TASK DETAILS: Go to the line holding "pub fn select_database(&self, name: &str)" in the entries below and write out exactly every line down to and including the line holding "are shut down".
DATA SECTION START
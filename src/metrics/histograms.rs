//! Histogram helpers

use super::labels;
use std::time::Duration;

/// Record how long a successful build took
pub fn build_duration(source: &'static str, duration: Duration) {
    metrics::histogram!(labels::CONNECTOR_BUILD_DURATION_MS, "source" => source)
        .record(duration.as_secs_f64() * 1000.0);
}
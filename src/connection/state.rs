//! Build state machine

use crate::{Error, Result};

/// Connector build state
#[derive(Debug, Clone, Copy, PartialEq, Eq)]
pub enum BuildState {
    /// Configuration not yet validated
    Unvalidated,

    /// Wrapping an externally supplied client
    ReuseExternalClient,

    /// Constructing a new client from URI or addresses
    InitializeNew,

    /// Connector ready
    Constructed,

    /// Build failed; terminal
    Failed,
}

impl BuildState {
    /// Check if transition is valid
    pub fn can_transition_to(&self, next: BuildState) -> bool {
        use BuildState::*;

        matches!(
            (self, next),
            (Unvalidated, ReuseExternalClient)
                | (Unvalidated, InitializeNew)
                | (ReuseExternalClient, Constructed)
                | (InitializeNew, Constructed)
                | (Unvalidated, Failed)
                | (ReuseExternalClient, Failed)
                | (InitializeNew, Failed)
        )
    }

    /// Transition to new state
    pub fn transition(&mut self, next: BuildState) -> Result<()> {
        if !self.can_transition_to(next) {
            return Err(Error::Config(format!(
                "invalid build transition from {:?} to {:?}",
                self, next
            )));
        }
        tracing::debug!(from = ?self, to = ?next, "build state transition");
        *self = next;
        Ok(())
    }

    /// Whether the build has finished
    pub fn is_terminal(&self) -> bool {
        matches!(self, BuildState::Constructed | BuildState::Failed)
    }
}
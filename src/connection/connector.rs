//! Live connector handle

use mongodb::options::WriteConcern;
use mongodb::{Client, Database};

/// Owner of the live MongoDB client.
///
/// Created once at scheduler startup by [`ConnectorBuilder`](super::ConnectorBuilder)
/// and torn down once by [`shutdown`](Self::shutdown), which consumes it.
/// The client is safe to share: callers obtain database handles through
/// [`select_database`](Self::select_database) from any task.
#[derive(Debug)]
pub struct Connector {
    client: Client,
    write_concern: Option<WriteConcern>,
    reused: bool,
}

impl Connector {
    pub(crate) fn new(client: Client, write_concern: Option<WriteConcern>) -> Self {
        Self {
            client,
            write_concern,
            reused: false,
        }
    }

    pub(crate) fn reuse(client: Client) -> Self {
        Self {
            client,
            write_concern: None,
            reused: true,
        }
    }

    /// Handle scoped to the named database
    pub fn select_database(&self, name: &str) -> Database {
        self.client.database(name)
    }

    /// Underlying client
    pub fn client(&self) -> &Client {
        &self.client
    }

    /// Write concern applied at construction.
    ///
    /// `None` for a reused external client: its write concern is the
    /// supplier's responsibility.
    pub fn write_concern(&self) -> Option<&WriteConcern> {
        self.write_concern.as_ref()
    }

    /// Whether this connector wraps an externally supplied client
    pub fn is_reused(&self) -> bool {
        self.reused
    }

    /// Release the client.
    ///
    /// Call once at teardown, after all scheduling activity has stopped.
    /// Consuming `self` makes a second call through this handle impossible;
    /// for a reused client, clones still held by the supplier are shut down
    /// with it, and using them afterwards is a caller contract violation.
    pub async fn shutdown(self) {
        tracing::info!(reused = self.reused, "shutting down connector");
        self.client.shutdown().await;
    }
}
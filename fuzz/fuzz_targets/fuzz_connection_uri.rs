#![no_main]

use libfuzzer_sys::fuzz_target;
use quartz_mongo_connector::client::{redact_uri, ConnectionUri};

fuzz_target!(|data: &str| {
    if let Ok(uri) = ConnectionUri::parse(data) {
        assert!(!uri.hosts.is_empty());
        let redacted = uri.redacted();
        if uri.user.is_some() && uri.has_password {
            assert!(redacted.contains(":****@"));
        }
    }
    let _ = redact_uri(data);
});
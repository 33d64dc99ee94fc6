//! Metrics for connector construction
//!
//! Recorded through the `metrics` facade; install any recorder to collect
//! them. Nothing is recorded at steady state, only while building.

pub mod counters;
pub mod histograms;
pub mod labels;
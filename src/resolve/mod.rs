//! Discrete-mode resolution of endpoints and credentials
//!
//! This module handles:
//! * `host[:port]` address parsing, order preserved
//! * Credential construction with explicit password validation

mod address;
mod credential;

pub use address::{resolve_addresses, EndpointRef, DEFAULT_PORT};
pub use credential::{resolve_credentials, Credential};
//! Counter helpers

use super::labels;

/// Record a finished build attempt
pub fn build_completed(source: &'static str, outcome: &'static str) {
    metrics::counter!(
        labels::CONNECTOR_BUILDS_TOTAL,
        "source" => source,
        "outcome" => outcome
    )
    .increment(1);
}

/// Record a build failure by error category
pub fn build_failed(category: &'static str) {
    metrics::counter!(labels::CONNECTOR_BUILD_ERRORS_TOTAL, "category" => category).increment(1);
}

/// Record a trust or key store load
pub fn store_loaded(role: &'static str, outcome: &'static str) {
    metrics::counter!(
        labels::STORE_LOADS_TOTAL,
        "role" => role,
        "outcome" => outcome
    )
    .increment(1);
}
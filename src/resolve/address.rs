//! Cluster address parsing

use crate::{Error, Result};
use mongodb::options::ServerAddress;

/// Port used when an address omits one
pub const DEFAULT_PORT: u16 = 27017;

/// One cluster member for initial contact
#[derive(Debug, Clone, PartialEq, Eq, Hash)]
pub struct EndpointRef {
    /// Hostname or IP literal (IPv6 without brackets)
    pub host: String,
    /// TCP port
    pub port: u16,
}

impl EndpointRef {
    /// Parse `host`, `host:port`, `[v6]` or `[v6]:port`
    ///
    /// # Errors
    ///
    /// Returns [`Error::InvalidAddress`] for blank input, an empty host, an
    /// unbracketed IPv6 literal or a port outside 1-65535.
    pub fn parse(address: &str) -> Result<Self> {
        let invalid = |reason: &str| Error::InvalidAddress {
            address: address.to_string(),
            reason: reason.to_string(),
        };

        let trimmed = address.trim();
        if trimmed.is_empty() {
            return Err(invalid("address is blank"));
        }

        let (host, port) = if let Some(rest) = trimmed.strip_prefix('[') {
            let (host, after) = rest
                .split_once(']')
                .ok_or_else(|| invalid("unterminated '[' in IPv6 address"))?;
            let port = match after {
                "" => None,
                p => Some(
                    p.strip_prefix(':')
                        .ok_or_else(|| invalid("expected ':' after ']'"))?,
                ),
            };
            if host.contains('[') {
                return Err(invalid("unexpected '[' in IPv6 address"));
            }
            (host.trim(), port)
        } else {
            match trimmed.split_once(':') {
                Some((_, rest)) if rest.contains(':') => {
                    return Err(invalid("IPv6 addresses must be enclosed in brackets"));
                }
                Some((host, port)) => (host, Some(port)),
                None => (trimmed, None),
            }
        };

        if host.trim().is_empty() {
            return Err(invalid("host is empty"));
        }

        let port = match port {
            Some(p) => match p.parse::<u16>() {
                Ok(0) | Err(_) => return Err(invalid("port must be between 1 and 65535")),
                Ok(p) => p,
            },
            None => DEFAULT_PORT,
        };

        Ok(Self {
            host: host.to_string(),
            port,
        })
    }

    /// Driver address for this endpoint
    pub fn to_server_address(&self) -> ServerAddress {
        ServerAddress::Tcp {
            host: self.host.clone(),
            port: Some(self.port),
        }
    }
}

impl std::fmt::Display for EndpointRef {
    fn fmt(&self, f: &mut std::fmt::Formatter<'_>) -> std::fmt::Result {
        if self.host.contains(':') {
            write!(f, "[{}]:{}", self.host, self.port)
        } else {
            write!(f, "{}:{}", self.host, self.port)
        }
    }
}

/// Resolve configured addresses into endpoints, one per entry, in order.
///
/// Order only affects the initial contact sequence; the replica set
/// discovers the rest of its topology itself.
pub fn resolve_addresses<S: AsRef<str>>(addresses: &[S]) -> Result<Vec<EndpointRef>> {
    addresses
        .iter()
        .map(|a| EndpointRef::parse(a.as_ref()))
        .collect()
}

#[cfg(test)]
mod tests {
    use super::*;

    #[test]
    fn test_parse_host_and_port() {
        let ep = EndpointRef::parse("db1.internal:27018").unwrap();
        assert_eq!(ep.host, "db1.internal");
        assert_eq!(ep.port, 27018);
    }

    #[test]
    fn test_parse_default_port() {
        let ep = EndpointRef::parse("localhost").unwrap();
        assert_eq!(ep.port, DEFAULT_PORT);
        assert_eq!(ep.to_string(), "localhost:27017");
    }

    #[test]
    fn test_parse_ipv6() {
        let ep = EndpointRef::parse("[::1]:27019").unwrap();
        assert_eq!(ep.host, "::1");
        assert_eq!(ep.port, 27019);
        assert_eq!(ep.to_string(), "[::1]:27019");

        let ep = EndpointRef::parse("[fe80::1]").unwrap();
        assert_eq!(ep.port, DEFAULT_PORT);
    }

    #[test]
    fn test_parse_trims_whitespace() {
        let ep = EndpointRef::parse("  a:1  ").unwrap();
        assert_eq!(ep, EndpointRef { host: "a".into(), port: 1 });
    }

    #[test]
    fn test_parse_invalid() {
        for bad in [
            "", "   ", ":27017", "a:", "a:0", "a:70000", "a:port", "::1", "[::1", "[::1]x", "[ ]",
            "[[a]",
        ] {
            let err = EndpointRef::parse(bad).unwrap_err();
            assert!(
                matches!(err, Error::InvalidAddress { .. }),
                "expected InvalidAddress for {:?}",
                bad
            );
        }
    }

    #[test]
    fn test_resolve_preserves_order() {
        let endpoints = resolve_addresses(&["c:3", "a:1", "b:2"]).unwrap();
        let hosts: Vec<&str> = endpoints.iter().map(|e| e.host.as_str()).collect();
        assert_eq!(hosts, vec!["c", "a", "b"]);
    }

    #[test]
    fn test_resolve_fails_on_first_bad_entry() {
        let err = resolve_addresses(&["a:27017", "b:bad"]).unwrap_err();
        assert!(matches!(err, Error::InvalidAddress { ref address, .. } if address == "b:bad"));
    }

    #[test]
    fn test_to_server_address() {
        let ep = EndpointRef::parse("a:27017").unwrap();
        assert_eq!(
            ep.to_server_address(),
            ServerAddress::Tcp {
                host: "a".to_string(),
                port: Some(27017)
            }
        );
    }
}
//! Connector construction and lifecycle
//!
//! This module handles:
//! * Validation of mutually exclusive connection sources
//! * TLS context assembly from PEM and PKCS#12 trust and key stores
//! * Client option assembly and construction
//! * Durable write concern enforcement
//! * Connector ownership and shutdown

mod builder;
mod connector;
mod state;
mod tls;
mod write_concern;

pub use builder::{ClientSetup, ConnectionSource, ConnectorBuilder};
pub use connector::Connector;
pub use state::BuildState;
pub use tls::{build_context, load_store, LoadedStore, StoreRole, TlsContext};
pub use write_concern::WriteConcernPolicy;
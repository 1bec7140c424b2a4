//! # `ballast` - Fixed-Capacity Data Structure Toolkit
//!
//! Bounded containers and graph algorithms with exact, queryable memory
//! footprints. Every structure sizes its backing storage once at construction
//! and never allocates again, so memory use is fully predictable and failure
//! is an error value, never an OOM surprise mid-operation.
//!
//! ## Key Features
//!
//! - **Footprint contract**: every type pairs `footprint(params)` with
//!   `new(params)`; the former is the exact byte count the latter allocates
//! - **Index-based internals**: 32-bit slot indices instead of pointers, so
//!   structures relocate freely and link fields stay compact
//! - **Uniform element type**: a 4-byte untagged [`Value`] payload, as in a C
//!   union, carrying ints, floats, or raw handles
//! - **Composable traversals**: BFS/DFS states own their scratch containers
//!   and expose parents, flags, and timestamps through visitor hooks
//!
//! ## Example
//!
//! ```rust
//! use ballast::{AdjacencyGraph, Bfs, EdgeMode, Value};
//!
//! let mut graph = AdjacencyGraph::new(8, 8, EdgeMode::Undirected).unwrap();
//! let a = graph.add_vertex(Value::from_int(1)).unwrap();
//! let b = graph.add_vertex(Value::from_int(2)).unwrap();
//! graph.add_edge(a, b).unwrap();
//!
//! let mut bfs = Bfs::new(&graph).unwrap();
//! bfs.run(&graph, a, &mut ()).unwrap();
//! assert_eq!(bfs.parent(b), Some(a));
//! ```

#![warn(missing_docs, clippy::all, clippy::pedantic)]
#![allow(clippy::module_name_repetitions)]
#![allow(clippy::must_use_candidate)]
#![allow(clippy::missing_errors_doc)]

pub mod alloc;
pub mod collections;
pub mod error;
pub mod graph;
pub mod value;

pub use alloc::FixedPool;
pub use collections::{FixedBitSet, FixedHeap, FixedQueue, FixedStack};
pub use error::{Error, Result};
pub use graph::{
    topological_sort, AdjacencyGraph, Bfs, BfsVisitor, Dfs, DfsVisitor, EdgeKind, EdgeMode,
    Neighbors, VertexId,
};
pub use value::Value;

// Compile-time assertions for the layout the footprint contract relies on.
const _: () = {
    use core::mem;

    // The universal element is a bare 4-byte payload.
    assert!(mem::size_of::<Value>() == 4);
    assert!(mem::align_of::<Value>() == 4);

    // Vertex ids are thin u32 wrappers.
    assert!(mem::size_of::<VertexId>() == 4);

    // Error values stay register-sized. The Result bound is intentionally
    // loose to avoid depending on niche-layout details.
    assert!(mem::size_of::<Error>() == 1);
    assert!(mem::size_of::<Result<()>>() <= 2);
};
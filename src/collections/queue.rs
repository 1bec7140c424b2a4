//! `FixedQueue` — a bounded FIFO queue over a ring buffer.
//!
//! The ring holds `capacity + 1` slots; one sentinel slot is always empty so
//! that `head == tail` unambiguously means empty and
//! `head == (tail + 1) % node_count` unambiguously means full.

use crate::error::{Error, Result};
use crate::value::Value;

/// A bounded first-in-first-out queue of [`Value`]s.
#[derive(Clone, Debug)]
pub struct FixedQueue {
    nodes: Box<[Value]>,
    head: u32,
    tail: u32,
}

impl FixedQueue {
    /// Exact number of backing bytes [`FixedQueue::new`] will allocate for
    /// `capacity` elements (one extra sentinel slot included). `capacity` of
    /// zero is [`Error::InvalidArgument`].
    pub fn footprint(capacity: u32) -> Result<usize> {
        if capacity == 0 {
            return Err(Error::InvalidArgument);
        }
        Ok((capacity as usize + 1) * core::mem::size_of::<Value>())
    }

    /// Creates an empty queue holding at most `capacity` elements.
    pub fn new(capacity: u32) -> Result<Self> {
        Self::footprint(capacity)?;
        Ok(Self {
            nodes: vec![Value::default(); capacity as usize + 1].into_boxed_slice(),
            head: 0,
            tail: 0,
        })
    }

    #[inline]
    fn node_count(&self) -> u32 {
        self.nodes.len() as u32
    }

    /// Inserts an element at the tail. Fails with [`Error::OperationFailed`]
    /// when full.
    #[inline]
    pub fn insert(&mut self, elem: Value) -> Result<()> {
        if self.is_full() {
            return Err(Error::OperationFailed);
        }
        self.nodes[self.tail as usize] = elem;
        self.tail = (self.tail + 1) % self.node_count();
        Ok(())
    }

    /// Removes the element at the head. Fails with [`Error::OperationFailed`]
    /// when empty.
    #[inline]
    pub fn remove(&mut self) -> Result<Value> {
        if self.is_empty() {
            return Err(Error::OperationFailed);
        }
        let elem = self.nodes[self.head as usize];
        self.head = (self.head + 1) % self.node_count();
        Ok(elem)
    }

    /// Maximum number of elements the queue can hold.
    #[inline]
    pub fn capacity(&self) -> u32 {
        self.node_count() - 1
    }

    /// Number of elements currently stored.
    #[inline]
    pub fn len(&self) -> u32 {
        (self.tail + self.node_count() - self.head) % self.node_count()
    }

    /// Returns `true` if the queue holds no elements.
    #[inline]
    pub fn is_empty(&self) -> bool {
        self.head == self.tail
    }

    /// Returns `true` if the queue is at capacity.
    #[inline]
    pub fn is_full(&self) -> bool {
        self.head == (self.tail + 1) % self.node_count()
    }

    /// Drops every element.
    #[inline]
    pub fn clear(&mut self) {
        self.head = 0;
        self.tail = 0;
    }
}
DATA SECTION END
TASK OUTPUT:
    pub fn select_database(&self, name: &str) -> Database {
        self.client.database(name)
    }

    /// Underlying client
    pub fn client(&self) -> &Client {
        &self.client
    }

    /// Write concern applied at construction.
    ///
    /// `None` for a reused external client: its write concern is the
    /// supplier's responsibility.
    pub fn write_concern(&self) -> Option<&WriteConcern> {
        self.write_concern.as_ref()
    }

    /// Whether this connector wraps an externally supplied client
    pub fn is_reused(&self) -> bool {
        self.reused
    }

    /// Release the client.
    ///
    /// Call once at teardown, after all scheduling activity has stopped.
    /// Consuming `self` makes a second call through this handle impossible;
    /// for a reused client, clones still held by the supplier are shut down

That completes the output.